(Stored data entries)
* * *

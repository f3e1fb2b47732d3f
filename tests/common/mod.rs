//! Common utils for integration tests

use copy_dir::copy_dir;
use murmur3::murmur3_32;
use std::{
    io::BufReader,
    path::{Path, PathBuf},
};
use zupply::log::LogContext;

pub struct ItEnv {
    context: LogContext,
    test_description: String,
    test_dir: PathBuf,
}

impl ItEnv {
    pub fn new(fixture_name: &str) -> Self {
        let test_description = fixture_name.to_string();
        let mut read = BufReader::new(test_description.as_bytes());
        let test_name = format!(
            "test-{}",
            murmur3_32(&mut read, test_description.len().try_into().unwrap()).unwrap()
        );
        // create test directory
        let root_path = Path::new("target/test_out");
        if !root_path.exists() {
            std::fs::create_dir_all(root_path).unwrap();
        }
        let path = root_path.join(test_name);
        if path.exists() {
            std::fs::remove_dir_all(&path).unwrap();
        }

        // copy fixture directory to test directory
        copy_dir(Path::new("tests").join(fixture_name), &path).unwrap();

        Self {
            context: LogContext::new(),
            test_description,
            test_dir: path,
        }
    }

    #[inline]
    pub fn execute<F>(&mut self, f: F)
    where
        F: FnOnce(&mut Self),
    {
        f(self)
    }

    #[inline]
    pub fn ctx(&self) -> &LogContext {
        &self.context
    }

    #[inline]
    pub fn path(&self, file_name: &str) -> PathBuf {
        self.test_dir.join(file_name)
    }

    /// Load a config file from the test directory
    pub fn load(&self, file_name: &str) -> zupply::error::Result<()> {
        self.context.config_from_file(&self.path(file_name))
    }

    pub fn read_file(&self, file_name: &str) -> String {
        let path = self.path(file_name);
        assert!(
            path.exists(),
            "file `{}` does not exist in test `{}` ({})",
            file_name,
            self.test_description,
            self.test_dir.display()
        );
        // line endings are normalized to compare against the expected text
        std::fs::read_to_string(path).unwrap().replace("\r\n", "\n")
    }

    pub fn assert_file_eq(&self, file_name: &str, expected: &str) {
        assert_eq!(
            expected,
            self.read_file(file_name),
            "file comparison failed in test `{}` ({})",
            self.test_description,
            self.test_dir.display()
        );
    }

    /// Names of the files in the test directory starting with `prefix`
    pub fn files_with_prefix(&self, prefix: &str) -> Vec<String> {
        let mut names = std::fs::read_dir(&self.test_dir)
            .unwrap()
            .map(|e| e.unwrap().file_name().to_string_lossy().to_string())
            .filter(|name| name.starts_with(prefix))
            .collect::<Vec<_>>();
        names.sort();
        names
    }

    /// Names of the files in the test directory with extension `ext`
    pub fn files_with_ext(&self, ext: &str) -> Vec<String> {
        let mut names = std::fs::read_dir(&self.test_dir)
            .unwrap()
            .map(|e| e.unwrap().path())
            .filter(|p| p.extension().map_or(false, |e| e == ext))
            .map(|p| p.file_name().unwrap().to_string_lossy().to_string())
            .collect::<Vec<_>>();
        names.sort();
        names
    }

    #[inline]
    pub fn assert_path_exists(&self, path_name: &str, exists: bool) {
        assert_eq!(
            exists,
            self.test_dir.join(path_name).exists(),
            "file existence test failed in test `{}` ({})",
            self.test_description,
            self.test_dir.display()
        );
    }
}

macro_rules! testit {
    ($test_name:ident, $fnonce:expr) => {
        #[test]
        #[allow(non_snake_case)]
        fn $test_name() {
            let mut env = ItEnv::new(&stringify!($test_name).replace("__", "/"));
            env.execute($fnonce);
        }
    };
}

pub(crate) use testit;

* * *

TASK OBJECTIVE
All the data must be duplicated exactly, with nothing added or removed.

ANSWER FOR THIS EXERCISE
repository f3e1fb2b47732d3f
filename tests/common/mod.rs
//! Common utils for integration tests

use copy_dir::copy_dir;
use murmur3::murmur3_32;
use std::{
    io::BufReader,
    path::{Path, PathBuf},
};
use zupply::log::LogContext;

pub struct ItEnv {
    context: LogContext,
    test_description: String,
    test_dir: PathBuf,
}

impl ItEnv {
    pub fn new(fixture_name: &str) -> Self {
        let test_description = fixture_name.to_string();
        let mut read = BufReader::new(test_description.as_bytes());
        let test_name = format!(
            "test-{}",
            murmur3_32(&mut read, test_description.len().try_into().unwrap()).unwrap()
        );
        // create test directory
        let root_path = Path::new("target/test_out");
        if !root_path.exists() {
            std::fs::create_dir_all(root_path).unwrap();
        }
        let path = root_path.join(test_name);
        if path.exists() {
            std::fs::remove_dir_all(&path).unwrap();
        }

        // copy fixture directory to test directory
        copy_dir(Path::new("tests").join(fixture_name), &path).unwrap();

        Self {
            context: LogContext::new(),
            test_description,
            test_dir: path,
        }
    }

    #[inline]
    pub fn execute<F>(&mut self, f: F)
    where
        F: FnOnce(&mut Self),
    {
        f(self)
    }

    #[inline]
    pub fn ctx(&self) -> &LogContext {
        &self.context
    }

    #[inline]
    pub fn path(&self, file_name: &str) -> PathBuf {
        self.test_dir.join(file_name)
    }

    /// Load a config file from the test directory
    pub fn load(&self, file_name: &str) -> zupply::error::Result<()> {
        self.context.config_from_file(&self.path(file_name))
    }

    pub fn read_file(&self, file_name: &str) -> String {
        let path = self.path(file_name);
        assert!(
            path.exists(),
            "file `{}` does not exist in test `{}` ({})",
            file_name,
            self.test_description,
            self.test_dir.display()
        );
        // line endings are normalized to compare against the expected text
        std::fs::read_to_string(path).unwrap().replace("\r\n", "\n")
    }

    pub fn assert_file_eq(&self, file_name: &str, expected: &str) {
        assert_eq!(
            expected,
            self.read_file(file_name),
            "file comparison failed in test `{}` ({})",
            self.test_description,
            self.test_dir.display()
        );
    }

    /// Names of the files in the test directory starting with `prefix`
    pub fn files_with_prefix(&self, prefix: &str) -> Vec<String> {
        let mut names = std::fs::read_dir(&self.test_dir)
            .unwrap()
            .map(|e| e.unwrap().file_name().to_string_lossy().to_string())
            .filter(|name| name.starts_with(prefix))
            .collect::<Vec<_>>();
        names.sort();
        names
    }

    /// Names of the files in the test directory with extension `ext`
    pub fn files_with_ext(&self, ext: &str) -> Vec<String> {
        let mut names = std::fs::read_dir(&self.test_dir)
            .unwrap()
            .map(|e| e.unwrap().path())
            .filter(|p| p.extension().map_or(false, |e| e == ext))
            .map(|p| p.file_name().unwrap().to_string_lossy().to_string())
            .collect::<Vec<_>>();
        names.sort();
        names
    }

    #[inline]
    pub fn assert_path_exists(&self, path_name: &str, exists: bool) {
        assert_eq!(
            exists,
            self.test_dir.join(path_name).exists(),
            "file existence test failed in test `{}` ({})",
            self.test_description,
            self.test_dir.display()
        );
    }
}

macro_rules! testit {
    ($test_name:ident, $fnonce:expr) => {
        #[test]
        #[allow(non_snake_case)]
        fn $test_name() {
            let mut env = ItEnv::new(&stringify!($test_name).replace("__", "/"));
            env.execute($fnonce);
        }
    };
}

pub(crate) use testit;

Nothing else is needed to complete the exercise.